Von Spar - Von Spar (Cover Artwork)

Von Spar

Von Spar (2007)

Tomlab


A two-song album is always suspicious, especially when crafted by dance-punk prankster Germans. When a track is more than 10 minutes long, one of two things is usually going on: a lot of meandering noise (carefully sculpted, arranged, endowed, etc.) or multiple songs hidden in one track. Von Spar is doing mostly the first, with a few cockteasing moments of the second.

Two songs, and only the rear quarter of "Xaxapoya" reminds me of the old Von Spar, when a good bassline would erupt as an effort to overthrow the dance club. As far as the rest, the high vocal squawk has been fired and replaced with a mis-plugged guitar, it seems. They added a member for this?
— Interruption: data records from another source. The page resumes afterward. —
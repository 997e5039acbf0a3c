use axum::{
    extract::{Query, State},
    http::StatusCode,
    routing::{get, post},
    Json, Router,
};
use tracing::{error, info, instrument, warn};

use crate::state::AppState;

use super::dto::{
    CreateDistanceMetricRequest, CreateTemperatureMetricRequest, GetChartDataQuery,
    GetMetricsQuery, MetricsResponse,
};
use super::repo::{DistanceMetric, TemperatureMetric};
use super::services::{self, MetricsError};

pub fn read_routes() -> Router<AppState> {
    Router::new()
        .route("/metrics", get(get_metrics))
        .route("/metrics/chart", get(get_chart_data))
}

pub fn write_routes() -> Router<AppState> {
    Router::new()
        .route("/metrics/distance", post(create_distance_metric))
        .route("/metrics/temperature", post(create_temperature_metric))
}

#[instrument(skip(state, body))]
pub async fn create_distance_metric(
    State(state): State<AppState>,
    Json(body): Json<CreateDistanceMetricRequest>,
) -> Result<(StatusCode, Json<DistanceMetric>), (StatusCode, String)> {
    require_user_id(&body.user_id)?;
    let row = services::create_distance_metric(&state.db, body)
        .await
        .map_err(error_response)?;
    info!(id = %row.id, user_id = %row.user_id, "distance metric created");
    Ok((StatusCode::CREATED, Json(row)))
}

#[instrument(skip(state, body))]
pub async fn create_temperature_metric(
    State(state): State<AppState>,
    Json(body): Json<CreateTemperatureMetricRequest>,
) -> Result<(StatusCode, Json<TemperatureMetric>), (StatusCode, String)> {
    require_user_id(&body.user_id)?;
    let row = services::create_temperature_metric(&state.db, body)
        .await
        .map_err(error_response)?;
    info!(id = %row.id, user_id = %row.user_id, "temperature metric created");
    Ok((StatusCode::CREATED, Json(row)))
}

#[instrument(skip(state))]
pub async fn get_metrics(
    State(state): State<AppState>,
    Query(query): Query<GetMetricsQuery>,
) -> Result<Json<MetricsResponse>, (StatusCode, String)> {
    require_user_id(&query.user_id)?;
    let response = services::get_metrics(&state.db, query)
        .await
        .map_err(error_response)?;
    Ok(Json(response))
}

#[instrument(skip(state))]
pub async fn get_chart_data(
    State(state): State<AppState>,
    Query(query): Query<GetChartDataQuery>,
) -> Result<Json<MetricsResponse>, (StatusCode, String)> {
    require_user_id(&query.user_id)?;
    let response = services::get_chart_data(&state.db, query)
        .await
        .map_err(error_response)?;
    Ok(Json(response))
}

fn require_user_id(user_id: &str) -> Result<(), (StatusCode, String)> {
    if user_id.trim().is_empty() {
        warn!("blank userId");
        return Err((StatusCode::BAD_REQUEST, "userId must not be empty".into()));
    }
    Ok(())
}

fn error_response(e: MetricsError) -> (StatusCode, String) {
    match e {
        MetricsError::InvalidMonths(_) => (StatusCode::BAD_REQUEST, e.to_string()),
        _ => {
            error!(error = %e, "metrics request failed");
            (StatusCode::INTERNAL_SERVER_ERROR, e.to_string())
        }
    }
}
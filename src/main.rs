mod app;
mod config;
mod metrics;
mod state;

#[tokio::main]
async fn main() -> anyhow::Result<()> {
    dotenvy::dotenv().ok();

    let env_filter = std::env::var("RUST_LOG")
        .unwrap_or_else(|_| "vitalog=debug,axum=info,tower_http=info".to_string());
    let json_logs = std::env::var("LOG_FORMAT")
        .map(|v| v == "json")
        .unwrap_or(false);

    if json_logs {
        tracing_subscriber::fmt()
            .with_env_filter(env_filter)
            .with_target(false)
            .json()
            .init();
    } else {
        tracing_subscriber::fmt().with_env_filter(env_filter).init();
    }

    let app_state = state::AppState::init().await?;

    if let Err(e) = sqlx::migrate!("./migrations").run(&app_state.db).await {
        tracing::warn!(error = %e, "migration failed; continuing");
    }

    let host = app_state.config.host.clone();
    let port = app_state.config.port;
    let app = app::build_app(app_state);
    app::serve(app, &host, port).await
}
use serde::{Deserialize, Serialize};

/// Physical quantity a metric row measures. Stored in the `type` column and
/// echoed in every response so clients can tell the two row shapes apart.
#[derive(Debug, Clone, Copy, PartialEq, Eq, Serialize, Deserialize, sqlx::Type)]
#[serde(rename_all = "UPPERCASE")]
#[sqlx(type_name = "metric_type", rename_all = "UPPERCASE")]
pub enum MetricType {
    Distance,
    Temperature,
}

#[derive(Debug, Clone, Copy, PartialEq, Eq, Serialize, Deserialize, sqlx::Type)]
#[serde(rename_all = "UPPERCASE")]
#[sqlx(type_name = "distance_unit", rename_all = "UPPERCASE")]
pub enum DistanceUnit {
    Meter,
    Centimeter,
    Inch,
    Feet,
    Yard,
}

#[derive(Debug, Clone, Copy, PartialEq, Eq, Serialize, Deserialize, sqlx::Type)]
#[serde(rename_all = "UPPERCASE")]
#[sqlx(type_name = "temperature_unit", rename_all = "UPPERCASE")]
pub enum TemperatureUnit {
    Celsius,
    Fahrenheit,
    Kelvin,
}

/// Multiplier taking one unit of distance to meters, the pivot unit.
fn meter_factor(unit: DistanceUnit) -> f64 {
    match unit {
        DistanceUnit::Meter => 1.0,
        DistanceUnit::Centimeter => 0.01,
        DistanceUnit::Inch => 0.0254,
        DistanceUnit::Feet => 0.3048,
        DistanceUnit::Yard => 0.9144,
    }
}

/// Convert a distance between units by pivoting through meters.
///
/// Same-unit calls return the value untouched so no floating-point error is
/// introduced. Negative values are treated as valid signed scalars.
pub fn convert_distance(value: f64, from: DistanceUnit, to: DistanceUnit) -> f64 {
    if from == to {
        return value;
    }
    let meters = value * meter_factor(from);
    meters / meter_factor(to)
}

/// Convert a temperature between units by pivoting through Kelvin.
pub fn convert_temperature(value: f64, from: TemperatureUnit, to: TemperatureUnit) -> f64 {
    if from == to {
        return value;
    }
    let kelvin = match from {
        TemperatureUnit::Celsius => value + 273.15,
        TemperatureUnit::Fahrenheit => (value + 459.67) * 5.0 / 9.0,
        TemperatureUnit::Kelvin => value,
    };
    match to {
        TemperatureUnit::Celsius => kelvin - 273.15,
        TemperatureUnit::Fahrenheit => kelvin * 9.0 / 5.0 - 459.67,
        TemperatureUnit::Kelvin => kelvin,
    }
}

#[cfg(test)]
mod tests {
    use super::*;

    const DISTANCE_UNITS: [DistanceUnit; 5] = [
        DistanceUnit::Meter,
        DistanceUnit::Centimeter,
        DistanceUnit::Inch,
        DistanceUnit::Feet,
        DistanceUnit::Yard,
    ];

    const TEMPERATURE_UNITS: [TemperatureUnit; 3] = [
        TemperatureUnit::Celsius,
        TemperatureUnit::Fahrenheit,
        TemperatureUnit::Kelvin,
    ];

    fn close(a: f64, b: f64) -> bool {
        let scale = a.abs().max(b.abs()).max(1.0);
        (a - b).abs() <= 1e-9 * scale
    }

    #[test]
    fn same_unit_is_exact_identity() {
        for unit in DISTANCE_UNITS {
            assert_eq!(convert_distance(0.1, unit, unit), 0.1);
        }
        for unit in TEMPERATURE_UNITS {
            assert_eq!(convert_temperature(-40.5, unit, unit), -40.5);
        }
    }

    #[test]
    fn distance_anchors() {
        assert!(close(
            convert_distance(100.0, DistanceUnit::Centimeter, DistanceUnit::Meter),
            1.0
        ));
        assert!(close(
            convert_distance(1.0, DistanceUnit::Yard, DistanceUnit::Feet),
            3.0
        ));
        assert!(close(
            convert_distance(1.0, DistanceUnit::Inch, DistanceUnit::Centimeter),
            2.54
        ));
        assert!(close(
            convert_distance(1.0, DistanceUnit::Meter, DistanceUnit::Feet),
            1.0 / 0.3048
        ));
    }

    #[test]
    fn distance_round_trips() {
        for from in DISTANCE_UNITS {
            for to in DISTANCE_UNITS {
                let there = convert_distance(123.456, from, to);
                let back = convert_distance(there, to, from);
                assert!(close(back, 123.456), "{from:?} -> {to:?} -> back = {back}");
            }
        }
    }

    #[test]
    fn negative_distance_passes_through_the_arithmetic() {
        assert!(close(
            convert_distance(-2.0, DistanceUnit::Meter, DistanceUnit::Centimeter),
            -200.0
        ));
    }

    #[test]
    fn temperature_anchors() {
        assert!(close(
            convert_temperature(0.0, TemperatureUnit::Celsius, TemperatureUnit::Fahrenheit),
            32.0
        ));
        assert!(close(
            convert_temperature(32.0, TemperatureUnit::Fahrenheit, TemperatureUnit::Celsius),
            0.0
        ));
        assert!(close(
            convert_temperature(0.0, TemperatureUnit::Celsius, TemperatureUnit::Kelvin),
            273.15
        ));
        assert!(close(
            convert_temperature(100.0, TemperatureUnit::Celsius, TemperatureUnit::Fahrenheit),
            212.0
        ));
        assert!(close(
            convert_temperature(0.0, TemperatureUnit::Kelvin, TemperatureUnit::Fahrenheit),
            -459.67
        ));
    }

    #[test]
    fn temperature_round_trips() {
        for from in TEMPERATURE_UNITS {
            for to in TEMPERATURE_UNITS {
                let there = convert_temperature(21.7, from, to);
                let back = convert_temperature(there, to, from);
                assert!(close(back, 21.7), "{from:?} -> {to:?} -> back = {back}");
            }
        }
    }

    #[test]
    fn enums_use_wire_spellings() {
        assert_eq!(
            serde_json::to_string(&DistanceUnit::Centimeter).unwrap(),
            "\"CENTIMETER\""
        );
        assert_eq!(
            serde_json::to_string(&TemperatureUnit::Fahrenheit).unwrap(),
            "\"FAHRENHEIT\""
        );
        assert_eq!(
            serde_json::to_string(&MetricType::Distance).unwrap(),
            "\"DISTANCE\""
        );
        let unit: DistanceUnit = serde_json::from_str("\"YARD\"").unwrap();
        assert_eq!(unit, DistanceUnit::Yard);
    }
}
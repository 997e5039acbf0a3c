use serde::{Deserialize, Serialize};
use sqlx::{FromRow, PgPool};
use time::OffsetDateTime;
use uuid::Uuid;

use super::units::{DistanceUnit, MetricType, TemperatureUnit};

/// A stored distance measurement. Rows are append-only; nothing updates or
/// deletes them after insert.
#[derive(Debug, Clone, Serialize, Deserialize, FromRow)]
#[serde(rename_all = "camelCase")]
pub struct DistanceMetric {
    pub id: Uuid,
    pub user_id: String,
    #[serde(with = "time::serde::rfc3339")]
    pub date: OffsetDateTime,
    pub value: f64,
    #[serde(rename = "type")]
    #[sqlx(rename = "type")]
    pub metric_type: MetricType,
    pub unit: DistanceUnit,
    #[serde(with = "time::serde::rfc3339")]
    pub created_at: OffsetDateTime,
    #[serde(with = "time::serde::rfc3339")]
    pub updated_at: OffsetDateTime,
}

/// A stored temperature measurement.
#[derive(Debug, Clone, Serialize, Deserialize, FromRow)]
#[serde(rename_all = "camelCase")]
pub struct TemperatureMetric {
    pub id: Uuid,
    pub user_id: String,
    #[serde(with = "time::serde::rfc3339")]
    pub date: OffsetDateTime,
    pub value: f64,
    #[serde(rename = "type")]
    #[sqlx(rename = "type")]
    pub metric_type: MetricType,
    pub unit: TemperatureUnit,
    #[serde(with = "time::serde::rfc3339")]
    pub created_at: OffsetDateTime,
    #[serde(with = "time::serde::rfc3339")]
    pub updated_at: OffsetDateTime,
}

pub async fn insert_distance(
    db: &PgPool,
    id: Uuid,
    user_id: &str,
    date: OffsetDateTime,
    value: f64,
    unit: DistanceUnit,
) -> sqlx::Result<DistanceMetric> {
    sqlx::query_as::<_, DistanceMetric>(
        r#"
        INSERT INTO distance_metrics (id, user_id, date, value, type, unit)
        VALUES ($1, $2, $3, $4, $5, $6)
        RETURNING id, user_id, date, value, type, unit, created_at, updated_at
        "#,
    )
    .bind(id)
    .bind(user_id)
    .bind(date)
    .bind(value)
    .bind(MetricType::Distance)
    .bind(unit)
    .fetch_one(db)
    .await
}

pub async fn insert_temperature(
    db: &PgPool,
    id: Uuid,
    user_id: &str,
    date: OffsetDateTime,
    value: f64,
    unit: TemperatureUnit,
) -> sqlx::Result<TemperatureMetric> {
    sqlx::query_as::<_, TemperatureMetric>(
        r#"
        INSERT INTO temperature_metrics (id, user_id, date, value, type, unit)
        VALUES ($1, $2, $3, $4, $5, $6)
        RETURNING id, user_id, date, value, type, unit, created_at, updated_at
        "#,
    )
    .bind(id)
    .bind(user_id)
    .bind(date)
    .bind(value)
    .bind(MetricType::Temperature)
    .bind(unit)
    .fetch_one(db)
    .await
}

pub async fn list_distance_by_user(db: &PgPool, user_id: &str) -> sqlx::Result<Vec<DistanceMetric>> {
    sqlx::query_as::<_, DistanceMetric>(
        r#"
        SELECT id, user_id, date, value, type, unit, created_at, updated_at
        FROM distance_metrics
        WHERE user_id = $1
        ORDER BY date DESC
        "#,
    )
    .bind(user_id)
    .fetch_all(db)
    .await
}

pub async fn list_temperature_by_user(
    db: &PgPool,
    user_id: &str,
) -> sqlx::Result<Vec<TemperatureMetric>> {
    sqlx::query_as::<_, TemperatureMetric>(
        r#"
        SELECT id, user_id, date, value, type, unit, created_at, updated_at
        FROM temperature_metrics
        WHERE user_id = $1
        ORDER BY date DESC
        "#,
    )
    .bind(user_id)
    .fetch_all(db)
    .await
}

/// Window bounds are inclusive on both ends.
pub async fn list_distance_in_range(
    db: &PgPool,
    user_id: &str,
    start: OffsetDateTime,
    end: OffsetDateTime,
) -> sqlx::Result<Vec<DistanceMetric>> {
    sqlx::query_as::<_, DistanceMetric>(
        r#"
        SELECT id, user_id, date, value, type, unit, created_at, updated_at
        FROM distance_metrics
        WHERE user_id = $1 AND date >= $2 AND date <= $3
        ORDER BY date DESC
        "#,
    )
    .bind(user_id)
    .bind(start)
    .bind(end)
    .fetch_all(db)
    .await
}

pub async fn list_temperature_in_range(
    db: &PgPool,
    user_id: &str,
    start: OffsetDateTime,
    end: OffsetDateTime,
) -> sqlx::Result<Vec<TemperatureMetric>> {
    sqlx::query_as::<_, TemperatureMetric>(
        r#"
        SELECT id, user_id, date, value, type, unit, created_at, updated_at
        FROM temperature_metrics
        WHERE user_id = $1 AND date >= $2 AND date <= $3
        ORDER BY date DESC
        "#,
    )
    .bind(user_id)
    .bind(start)
    .bind(end)
    .fetch_all(db)
    .await
}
Ultimately, I'm mad because they dropped the groove. Is there some virus that bands with actual use of the bass guitar contract? Does it crawl into their arteries, installing fatty deposits like drywall, somehow slowing down all the gyroscopic tendencies of a virile heart once in love with a breathless night of sweat-stung eyes and flattering conversation over 25 toddler-sized speakers? Because between Von Spar and the Liars, it's like everyone starts with instruments and then decides that instrumentation is too "populist" or something and have to get all heady about cascading noise-falls.

I'm tired of it, and while I really was excited to pick up the first domestically available Von Spar record, I wish I had saved my money for something a little more discernible. Like importing the Die uneingeschränkte Freiheit der privaten Initiative LP. If you enjoy Drum's Not Dead, which you should because you were told to, then your friends will shit the Great Wall of China when you force them to endure this slow-mo borefest.